Keywords: Semaglutide tablets; SNAC; Type 2 diabetes
With the improvement of social living standards, more and more people suffer from diabetes in the world, and about 1 in 11 people will have diabetes. Not only insulin can treat diabetes, but also glucagon-like peptide-1 (GLP-1) analogs are also important drugs. Previously, Novo Nordisk's GLP-1 analogue semaglutide injection formulation has been approved by the FDA for marketing,
but the problem of poor compliance with injectable antidiabetic drugs has always restricted the use of such drugs, so Novo Nordisk The company is also developing semaglutide for oral administration, and Novo Nordisk has submitted a marketing application for semaglutide tablets to the FDA . The stomach contains more gastric acid and pepsin, so Semaglutide is easily degraded in the stomach and loses its pharmacological activity. It has been observed in experiments that the absorption of semaglutide alone orally in the human body is difficult to reach an effective concentration, and the absorption has great variability in different individuals and different medications of the same individual. Novo Nordisk tried to use the synthetic N-(8-[2-hydroxybenzamido]) sodium caprylate (SNAC) as a penetration enhancer to make tablets together with semaglutide, and developed a tablet for oral administration. Medicinal Semaglutide tablets . This article gives a brief review of the research on SNAC to promote the oral absorption of semaglutide.

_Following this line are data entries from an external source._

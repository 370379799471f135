use headers::HeaderMapExt;
use http::{Request, Response, StatusCode};

use crate::body::Body;
use crate::conditional::if_match_get_tokens;
use crate::davheaders::{self, Depth};
use crate::DavResult;

impl crate::DavHandler {
    pub(crate) async fn handle_delete(&self, req: &Request<()>) -> DavResult<Response<Body>> {
        let path = self.path(req)?;
        let _guard = self.guards.lock(&[&path]).await;

        let meta = self.fs.metadata(&path).await?;

        // RFC4918 9.6.1: DELETE on a collection acts as Depth: infinity.
        let depth = davheaders::typed_strict::<Depth>(req.headers())?;
        if meta.is_collection() && matches!(depth, Some(d) if d != Depth::Infinity) {
            debug!("DELETE {path}: depth {depth:?} on a collection");
            return Err(StatusCode::BAD_REQUEST.into());
        }

        let tokens = if_match_get_tokens(
            req,
            Some(&meta),
            &path,
            &self.prefix,
            &*self.fs,
            &*self.ls,
        )
        .await?;
        // a lock anywhere below a collection blocks its removal.
        self.check_lock(&path, true, &tokens)?;

        self.fs.remove(&path).await?;
        if let Err(e) = self.ls.delete(&path) {
            warn!("DELETE {path}: dropping locks: {e}");
        }

        let mut res = Response::new(Body::empty());
        res.headers_mut().typed_insert(headers::ContentLength(0));
        *res.status_mut() = StatusCode::NO_CONTENT;
        Ok(res)
    }
}
impl LocalFs {
    /// Create a new LocalFs DavFileSystem, serving "base".
    ///
    /// If "public" is set to true, all files and directories created will be
    /// publically readable (mode 644/755), otherwise they will be private
    /// (mode 600/700). Umask still overrides this.
    ///
    /// The directory is created if it does not exist yet. Dead properties
    /// go to `props_file`, or are kept in memory only if it is `None`.
    pub fn new(
        base: PathBuf,
        public: bool,
        hide_symlinks: bool,
        props_file: Option<PathBuf>,
    ) -> Arc<LocalFs> {
        if let Err(e) = std::fs::create_dir_all(&base) {
            warn!("cannot create {}: {e}", base.display());
        }
        let basedir = match std::fs::canonicalize(&base) {
            Ok(b) => b,
            Err(e) => {
                warn!("cannot resolve {}: {e}", base.display());
                base
            }
        };
        let props = match props_file {
            Some(f) => PropStore::open(f),
            None => PropStore::ephemeral(),
        };
        Arc::new(LocalFs {
            basedir,
            public,
            hide_symlinks,
            props,
        })
    }

    // Map to a filesystem path, refusing anything that ends up outside
    // of the base directory once symlinks are followed.
    async fn abs_path(&self, path: &DavPath) -> FsResult<PathBuf> {
        if path.file_name().map_or(false, is_tmp_name) {
            return Err(FsError::Forbidden);
        }
        let full = self.basedir.join(path.as_rel_ospath());
        let mut ancestor = full.as_path();
        loop {
            match tokio::fs::canonicalize(ancestor).await {
                Ok(real) if real.starts_with(&self.basedir) => return Ok(full),
                Ok(real) => {
                    debug!("{path:?} resolves to {} outside of the root", real.display());
                    return Err(FsError::Forbidden);
                }
                Err(_) => match ancestor.parent() {
                    Some(p) if p.starts_with(&self.basedir) => ancestor = p,
                    _ => return Ok(full),
                },
            }
        }
    }

    // metadata, following symlinks unless they are hidden.
    async fn stat(&self, abs: &Path) -> FsResult<std::fs::Metadata> {
        let meta = tokio::fs::symlink_metadata(abs).await?;
        if !meta.file_type().is_symlink() {
            return Ok(meta);
        }
        if self.hide_symlinks {
            return Err(FsError::NotFound);
        }
        Ok(tokio::fs::metadata(abs).await?)
    }

    // The parent of `abs` must be an existing directory.
    async fn check_parent(&self, abs: &Path) -> FsResult<()> {
        let parent = abs.parent().ok_or(FsError::Forbidden)?;
        match tokio::fs::metadata(parent).await {
            Ok(m) if m.is_dir() => Ok(()),
            Ok(_) => Err(FsError::NotCollection),
            Err(e) => match FsError::from(e) {
                FsError::NotFound => Err(FsError::ParentMissing),
                e => Err(e),
            },
        }
    }

    async fn remove_abs(&self, abs: &Path) -> FsResult<()> {
        let meta = tokio::fs::symlink_metadata(abs).await?;
        if meta.is_dir() {
            tokio::fs::remove_dir_all(abs).await?;
        } else {
            tokio::fs::remove_file(abs).await?;
        }
        Ok(())
    }

    async fn mkdir(&self, abs: &Path) -> io::Result<()> {
        #[allow(unused_mut)]
        let mut dir = tokio::fs::DirBuilder::new();
        #[cfg(unix)]
        dir.mode(if self.public { 0o755 } else { 0o700 });
        dir.create(abs).await
    }

    // copy via a temporary file, so the destination flips atomically.
    async fn copy_file(&self, from: &Path, to: &Path) -> io::Result<()> {
        let dir = to.parent().unwrap_or(self.basedir.as_path());
        let tmp = tmp_name(dir);
        let res = match tokio::fs::copy(from, &tmp).await {
            Ok(_) => tokio::fs::rename(&tmp, to).await,
            Err(e) => Err(e),
        };
        if res.is_err() {
            let _ = tokio::fs::remove_file(&tmp).await;
        }
        res
    }

    async fn copy_abs(&self, from: &Path, to: &Path, deep: bool) -> FsResult<()> {
        let meta = tokio::fs::metadata(from).await?;
        if !meta.is_dir() {
            return Ok(self.copy_file(from, to).await?);
        }
        self.mkdir(to).await?;
        if !deep {
            return Ok(());
        }
        // walk the tree without recursion.
        let mut todo = vec![(from.to_path_buf(), to.to_path_buf())];
        while let Some((src, dst)) = todo.pop() {
            let mut entries = tokio::fs::read_dir(&src).await?;
            while let Some(entry) = entries.next_entry().await? {
                let name = entry.file_name();
                if name.to_str().map_or(false, is_tmp_name) {
                    continue;
                }
                let ft = entry.file_type().await?;
                if ft.is_symlink() && self.hide_symlinks {
                    continue;
                }
                let (s, d) = (src.join(&name), dst.join(&name));
                if tokio::fs::metadata(&s).await?.is_dir() {
                    self.mkdir(&d).await?;
                    todo.push((s, d));
                } else {
                    self.copy_file(&s, &d).await?;
                }
            }
        }
        Ok(())
    }

    fn props_result(&self, res: io::Result<()>) -> FsResult<()> {
        res.map_err(|e| {
            error!("property store: {e}");
            FsError::GeneralFailure
        })
    }
}
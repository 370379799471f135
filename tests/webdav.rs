use http::{HeaderMap, Request, StatusCode};
use tempfile::TempDir;

use webdav_share::{Adjustments, ClientMatcher, Compat, CompatRule, DavHandler, FileSystem, LockSystem};

const OFFICE_UA: &str = "Microsoft Office Excel 2014";
const MINIREDIR_UA: &str = "Microsoft-WebDAV-MiniRedir/10.0.19043";

const LOCKINFO: &str = r#"<?xml version="1.0" encoding="utf-8"?>
<D:lockinfo xmlns:D="DAV:">
  <D:lockscope><D:exclusive/></D:lockscope>
  <D:locktype><D:write/></D:locktype>
  <D:owner><D:href>mailto:someone@example.com</D:href></D:owner>
</D:lockinfo>"#;

const SET_COLOR: &str = r#"<?xml version="1.0" encoding="utf-8"?>
<D:propertyupdate xmlns:D="DAV:" xmlns:x="urn:example:props">
  <D:set><D:prop><x:color>blue</x:color></D:prop></D:set>
</D:propertyupdate>"#;

const GET_COLOR: &str = r#"<?xml version="1.0" encoding="utf-8"?>
<D:propfind xmlns:D="DAV:" xmlns:x="urn:example:props">
  <D:prop><x:color/></D:prop>
</D:propfind>"#;

struct Reply {
    status: StatusCode,
    headers: HeaderMap,
    body: String,
}

impl Reply {
    fn header(&self, name: &str) -> Option<&str> {
        self.headers.get(name).and_then(|v| v.to_str().ok())
    }

    fn responses(&self) -> usize {
        self.body.matches("<D:response>").count()
    }
}

async fn send(
    dav: &DavHandler,
    method: &str,
    uri: &str,
    headers: &[(&str, &str)],
    body: &str,
) -> Reply {
    let _ = env_logger::builder().is_test(true).try_init();
    let mut req = Request::builder().method(method).uri(uri);
    for (k, v) in headers {
        req = req.header(*k, *v);
    }
    let req = req.body(hyper::Body::from(body.to_string())).unwrap();
    let resp = dav.handle(req).await;
    let (parts, body) = resp.into_parts();
    let body = hyper::body::to_bytes(body).await.unwrap();
    Reply {
        status: parts.status,
        headers: parts.headers,
        body: String::from_utf8_lossy(&body).into_owned(),
    }
}

fn share() -> (TempDir, DavHandler) {
    let dir = TempDir::new().unwrap();
    let dav = DavHandler::builder(FileSystem::local(dir.path(), false)).build();
    (dir, dav)
}

#[tokio::test]
async fn put_then_get() {
    let (_dir, dav) = share();

    let r = send(&dav, "PUT", "/report.txt", &[], "quarterly numbers").await;
    assert_eq!(r.status, StatusCode::CREATED);
    assert!(r.header("etag").is_some());

    let r = send(&dav, "PUT", "/report.txt", &[], "revised numbers").await;
    assert_eq!(r.status, StatusCode::NO_CONTENT);

    let r = send(&dav, "GET", "/report.txt", &[], "").await;
    assert_eq!(r.status, StatusCode::OK);
    assert_eq!(r.body, "revised numbers");
    assert_eq!(r.header("content-length"), Some("15"));

    let r = send(&dav, "GET", "/report.txt", &[("Range", "bytes=8-")], "").await;
    assert_eq!(r.status, StatusCode::PARTIAL_CONTENT);
    assert_eq!(r.body, "numbers");

    let r = send(&dav, "HEAD", "/report.txt", &[], "").await;
    assert_eq!(r.status, StatusCode::OK);
    assert!(r.body.is_empty());
}
//! Terminates the compute instance backing a drained node.

use async_trait::async_trait;
use snafu::{OptionExt, ResultExt};
use tracing::{event, instrument, Level};

#[cfg(test)]
use mockall::mock;

/// The module-wide result type.
pub type Result<T> = std::result::Result<T, terminator_error::Error>;

#[async_trait]
/// A thin, single-call boundary to the cloud provider. Provided as a trait so the
/// orchestrator can be tested without an AWS account.
pub trait InstanceTerminator: Send + Sync {
    async fn terminate(&self, instance_id: &str) -> Result<()>;
}

#[cfg(test)]
mock! {
    pub InstanceTerminator {}
    #[async_trait]
    impl InstanceTerminator for InstanceTerminator {
        async fn terminate(&self, instance_id: &str) -> Result<()>;
    }
}

/// Terminates EC2 instances by id.
#[derive(Clone)]
pub struct Ec2InstanceTerminator {
    ec2_client: aws_sdk_ec2::Client,
}

impl Ec2InstanceTerminator {
    pub fn new(shared_config: &aws_config::SdkConfig) -> Self {
        Ec2InstanceTerminator {
            ec2_client: aws_sdk_ec2::Client::new(shared_config),
        }
    }
}

#[async_trait]
impl InstanceTerminator for Ec2InstanceTerminator {
    #[instrument(skip(self), err)]
    async fn terminate(&self, instance_id: &str) -> Result<()> {
        self.ec2_client
            .terminate_instances()
            .instance_ids(instance_id)
            .send()
            .await
            .map_err(aws_sdk_ec2::Error::from)
            .context(terminator_error::TerminateInstanceSnafu {
                instance_id: instance_id.to_string(),
            })?;

        event!(Level::INFO, %instance_id, "Instance termination requested.");
        Ok(())
    }
}

/// Extracts the EC2 instance id from a node's `spec.providerID`, which has the form
/// `aws:///<availability-zone>/<instance-id>`.
///
/// A malformed identity is terminal for the node's drain, not retryable: the node is
/// already drained, and an operator has to decide what it actually is.
pub fn instance_id_from_provider_id(provider_id: &str) -> Result<String> {
    provider_id
        .rsplit('/')
        .next()
        .filter(|id| id.starts_with("i-") && id.len() > 2)
        .map(|id| id.to_string())
        .context(terminator_error::MalformedProviderIdSnafu {
            provider_id: provider_id.to_string(),
        })
}

pub mod terminator_error {
    use snafu::Snafu;

    #[derive(Debug, Snafu)]
    #[snafu(visibility(pub))]
    pub enum Error {
        #[snafu(display("Unable to terminate instance '{}': '{}'", instance_id, source))]
        TerminateInstance {
            source: aws_sdk_ec2::Error,
            instance_id: String,
        },

        #[snafu(display(
            "Provider id '{}' does not contain an instance id",
            provider_id
        ))]
        MalformedProviderId { provider_id: String },
    }
}
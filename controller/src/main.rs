use controller::config::Config;
use controller::metrics::PrometheusSource;
use controller::run_drain;
use controller::terminator::Ec2InstanceTerminator;
use models::node::K8sNodeClient;
use models::telemetry;

use argh::FromArgs;
use snafu::ResultExt;
use tracing::{event, Level};

/// The module-wide result type.
type Result<T> = std::result::Result<T, launch_error::Error>;

#[derive(FromArgs, Debug)]
/// Cordon, drain and terminate cluster nodes selected by resource utilization metrics.
struct Args {
    /// report drain candidates without mutating the cluster
    #[argh(switch)]
    dry_run: bool,
    /// override the configured utilization threshold percentage
    #[argh(option)]
    threshold: Option<f64>,
}

#[tokio::main]
async fn main() -> Result<()> {
    let args: Args = argh::from_env();

    telemetry::init_telemetry_from_env().context(launch_error::TelemetryInitSnafu)?;
    let config = Config::from_environment().context(launch_error::ConfigSnafu)?;

    // Infers in-cluster configuration when deployed, kubeconfig when run by an operator.
    let k8s_client = kube::Client::try_default()
        .await
        .context(launch_error::ClientCreateSnafu)?;
    let node_client = K8sNodeClient::new(k8s_client);

    let metrics_source = PrometheusSource::new(
        config.prometheus_address.clone(),
        config.prometheus_org_id.clone(),
        config.identity_source,
    )
    .context(launch_error::MetricsClientSnafu)?;

    let shared_config = aws_config::from_env().load().await;
    let terminator = Ec2InstanceTerminator::new(&shared_config);

    let report = run_drain(
        node_client,
        &metrics_source,
        terminator,
        &config,
        args.threshold,
        args.dry_run,
    )
    .await
    .context(launch_error::RunSnafu)?;

    event!(
        Level::INFO,
        candidates = report.candidates.len(),
        outcomes = report.outcomes.len(),
        "Drain run complete."
    );
    println!(
        "{}",
        serde_json::to_string_pretty(&report).context(launch_error::ReportSerializeSnafu)?
    );

    Ok(())
}

pub mod launch_error {
    use models::telemetry;
    use snafu::Snafu;

    #[derive(Debug, Snafu)]
    #[snafu(visibility(pub))]
    pub enum Error {
        #[snafu(display("Error configuring telemetry: '{}'", source))]
        TelemetryInit {
            source: telemetry::TelemetryConfigError,
        },

        #[snafu(display("Unable to load configuration from the environment: '{}'", source))]
        Config {
            source: controller::config::config_error::Error,
        },

        #[snafu(display("Unable to create Kubernetes client: '{}'", source))]
        ClientCreate { source: kube::Error },

        #[snafu(display("Unable to create metrics client: '{}'", source))]
        MetricsClient {
            source: controller::metrics::metrics_error::Error,
        },

        #[snafu(display("Drain run failed: '{}'", source))]
        Run {
            source: controller::run_error::Error,
        },

        #[snafu(display("Unable to serialize run report: '{}'", source))]
        ReportSerialize { source: serde_json::Error },
    }
}
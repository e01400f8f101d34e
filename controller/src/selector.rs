//! Joins metrics samples against the live node inventory to produce drain candidates.
//!
//! This is a pure function of its inputs; all cluster reads happen before it and all
//! mutation happens after it.

use crate::metrics::UtilizationSample;
use models::constants;

use k8s_openapi::api::core::v1::Node;
use serde::{Deserialize, Serialize};
use std::collections::BTreeSet;
use tracing::{event, Level};

/// How a sample's node identity is compared against a node's recorded address.
///
/// The address annotation may carry a full IP or a compound value, so the default is a
/// deliberately loose substring containment. Exact matching is available for clusters
/// where the annotation holds exactly the sample identity; the orchestrator never sees
/// which strategy is in effect.
#[derive(Debug, Clone, Copy, PartialEq, Eq, Deserialize)]
#[serde(rename_all = "lowercase")]
pub enum MatchStrategy {
    Substring,
    Exact,
}

impl MatchStrategy {
    fn matches(&self, node_address: &str, sample_identity: &str) -> bool {
        match self {
            MatchStrategy::Substring => node_address.contains(sample_identity),
            MatchStrategy::Exact => node_address == sample_identity,
        }
    }
}

#[derive(Debug, Clone)]
pub struct SelectorSettings {
    /// Label key carrying the node pool name.
    pub pool_label_key: String,
    /// Only nodes whose pool label matches one of these (after trimming) are eligible.
    /// This is an intentional blast-radius control: a node over threshold but outside
    /// the allow-list is skipped.
    pub allowed_pools: Vec<String>,
    pub match_strategy: MatchStrategy,
}

/// A node picked for draining in the current run. Owned by the run; discarded after it.
#[derive(Debug, Clone, Serialize, PartialEq)]
pub struct DrainCandidate {
    pub node_name: String,
    /// The pool label value that admitted this node.
    pub pool: String,
    /// Instance type, if labeled. Carried for operator-facing reports only.
    pub instance_type: Option<String>,
    pub utilization: f64,
}

/// Joins samples to nodes under the pool allow-list.
///
/// At most one candidate is produced per node, even if several samples match it. For a
/// real drain the result is ordered ascending by utilization, so the least-loaded nodes
/// are disrupted first; a dry-run report keeps inventory order.
pub fn select_candidates(
    samples: &[UtilizationSample],
    nodes: &[Node],
    settings: &SelectorSettings,
    dry_run: bool,
) -> Vec<DrainCandidate> {
    let mut seen = BTreeSet::new();
    let mut candidates = Vec::new();

    for node in nodes {
        let node_name = match node.metadata.name.as_deref() {
            Some(name) => name,
            None => continue,
        };
        let address = node
            .metadata
            .annotations
            .as_ref()
            .and_then(|annotations| annotations.get(constants::PROVIDED_NODE_IP_ANNOTATION));
        let address = match address {
            Some(address) => address,
            None => continue,
        };
        let pool = node
            .metadata
            .labels
            .as_ref()
            .and_then(|labels| labels.get(&settings.pool_label_key))
            .map(|pool| pool.trim());
        let pool = match pool {
            Some(pool) if pool_allowed(pool, &settings.allowed_pools) => pool,
            _ => continue,
        };

        for sample in samples {
            if !settings
                .match_strategy
                .matches(address, &sample.node_identity)
            {
                continue;
            }
            if !seen.insert(node_name.to_string()) {
                break;
            }
            event!(
                Level::INFO,
                node_name,
                pool,
                utilization = sample.value,
                "Node selected as drain candidate."
            );
            candidates.push(DrainCandidate {
                node_name: node_name.to_string(),
                pool: pool.to_string(),
                instance_type: node
                    .metadata
                    .labels
                    .as_ref()
                    .and_then(|labels| labels.get(constants::INSTANCE_TYPE_LABEL))
                    .cloned(),
                utilization: sample.value,
            });
            break;
        }
    }

    if !dry_run {
        candidates.sort_by(|a, b| {
            a.utilization
                .partial_cmp(&b.utilization)
                .unwrap_or(std::cmp::Ordering::Equal)
        });
    }
    candidates
}

fn pool_allowed(pool: &str, allowed_pools: &[String]) -> bool {
    allowed_pools.iter().any(|allowed| allowed.trim() == pool)
}
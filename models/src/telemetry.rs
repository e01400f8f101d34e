//! Project-wide utility for initializing tracing output.
use serde::Deserialize;
use snafu::ResultExt;
use std::env;
use tracing::Subscriber;
use tracing_subscriber::{filter::LevelFilter, fmt, layer::SubscriberExt, EnvFilter, Registry};

const DEFAULT_TRACING_FILTER_DIRECTIVE: LevelFilter = LevelFilter::INFO;

const TRACING_FILTER_DIRECTIVE_ENV_VAR: &str = "TRACING_FILTER_DIRECTIVE";
const LOGGING_FORMATTER_ENV_VAR: &str = "LOGGING_FORMATTER";

/// The message format for logging tracing events.
///
/// See https://docs.rs/tracing-subscriber/latest/tracing_subscriber/fmt/format/index.html
#[derive(Copy, Clone, Debug, Eq, PartialEq, Deserialize, Default)]
#[serde(rename_all = "lowercase")]
pub enum MessageFormat {
    /// Human-readable, single-line logs for each event.
    #[default]
    Full,
    /// A variant of the default formatter optimized for short line lengths.
    Compact,
    /// Pretty-formatted multi-line logs optimized for human readability.
    Pretty,
    /// Newline-delimited JSON logs.
    Json,
}

impl MessageFormat {
    fn try_from_env() -> Result<Self> {
        env::var(LOGGING_FORMATTER_ENV_VAR)
            .ok()
            .map(|formatter| {
                serde_plain::from_str(&formatter).context(error::LogFormatterEnvSnafu {
                    env_value: formatter,
                })
            })
            .unwrap_or(Ok(Default::default()))
    }

    /// Adds a formatting layer to a tracing event subscriber.
    fn add_format_layer<S>(&self, event_subscriber: S) -> Box<dyn Subscriber + Send + Sync>
    where
        S: SubscriberExt + Send + Sync + for<'a> tracing_subscriber::registry::LookupSpan<'a>,
    {
        // The layers are all different types, so the match arms must box independently.
        match self {
            MessageFormat::Full => Box::new(event_subscriber.with(fmt::layer())),
            MessageFormat::Compact => Box::new(event_subscriber.with(fmt::layer().compact())),
            MessageFormat::Pretty => Box::new(event_subscriber.with(fmt::layer().pretty())),
            MessageFormat::Json => Box::new(event_subscriber.with(fmt::layer().json())),
        }
    }
}

pub fn init_telemetry_from_env() -> Result<()> {
    let env_filter = EnvFilter::builder()
        .with_default_directive(DEFAULT_TRACING_FILTER_DIRECTIVE.into())
        .with_env_var(TRACING_FILTER_DIRECTIVE_ENV_VAR)
        .from_env_lossy();

    let subscriber = Registry::default().with(env_filter);
    let subscriber = MessageFormat::try_from_env()?.add_format_layer(subscriber);

    tracing::subscriber::set_global_default(subscriber)
        .context(error::TracingConfigurationSnafu)?;

    Ok(())
}

pub mod error {
    use super::*;
    use snafu::Snafu;

    #[derive(Debug, Snafu)]
    #[snafu(visibility(pub))]
    pub enum TelemetryConfigError {
        #[snafu(display("Error configuring tracing: '{}'", source))]
        TracingConfiguration {
            source: tracing::subscriber::SetGlobalDefaultError,
        },

        #[snafu(display(
            "Could not parse formatter from environment variable '{}={}': '{}'",
            LOGGING_FORMATTER_ENV_VAR,
            env_value,
            source
        ))]
        LogFormatterEnv {
            source: serde_plain::Error,
            env_value: String,
        },
    }
}

type Result<T> = std::result::Result<T, TelemetryConfigError>;
pub use error::TelemetryConfigError;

SNAC is the absorption enhancer of semaglutide tablets. It is an N-acetylated amino acid derivative synthesized from salicylic acid, which is weakly acidic and amphiphilic. SNAC is the only penetration enhancer approved to improve oral absorption.
In other preclinical studies, SNAC has the effect of improving the penetration of peptides (such as insulin) in the intestine .
Semaglutide tablets containing SNAC are placed in different volumes of simulated gastric juice, and the pH value gradually changes from acidic to neutral. The smaller the volume, the more obvious the buffering effect; on the contrary, the SNAC-free Semaglutide tablets have no significant effect on the pH value of simulated gastric juice . In view of the significant buffering effect of SNAC, the effect of pH on the stability of semaglutide was investigated in the presence of pepsin. Under the conditions of pH 2.6, 5.0 and 7.4, semaglutide was incubated with pepsin (3.5 U/ml), and the half-life was calculated, assuming that semaglutide had first-order degradation kinetics. Consistent with the pH-dependent activity of pepsin, the effect of pepsin on the stability of
semaglutide is most significant at low pH, and semaglutide is the most unstable to pepsin at pH 2.6, and the half-life is 16 minutes; on the contrary; When the pH value is increased to 5.0, the half-life is extended to 34 min. At neutral pH, semaglutide is almost completely stable, and the half-life is greater than 100 min .This can be inferred that SNAC can play a
buffering role in the stomach and increase the pH of the local gastric epithelial surface. The buffering effect of SNAC reduces the enzyme activity and prolongs the degradation time of Semaglutide in gastric juice, which is beneficial to the body's absorption.
The pH value during 30 minutes incubation in different volumes of simulated human gastric juice (SGF; n=3/group)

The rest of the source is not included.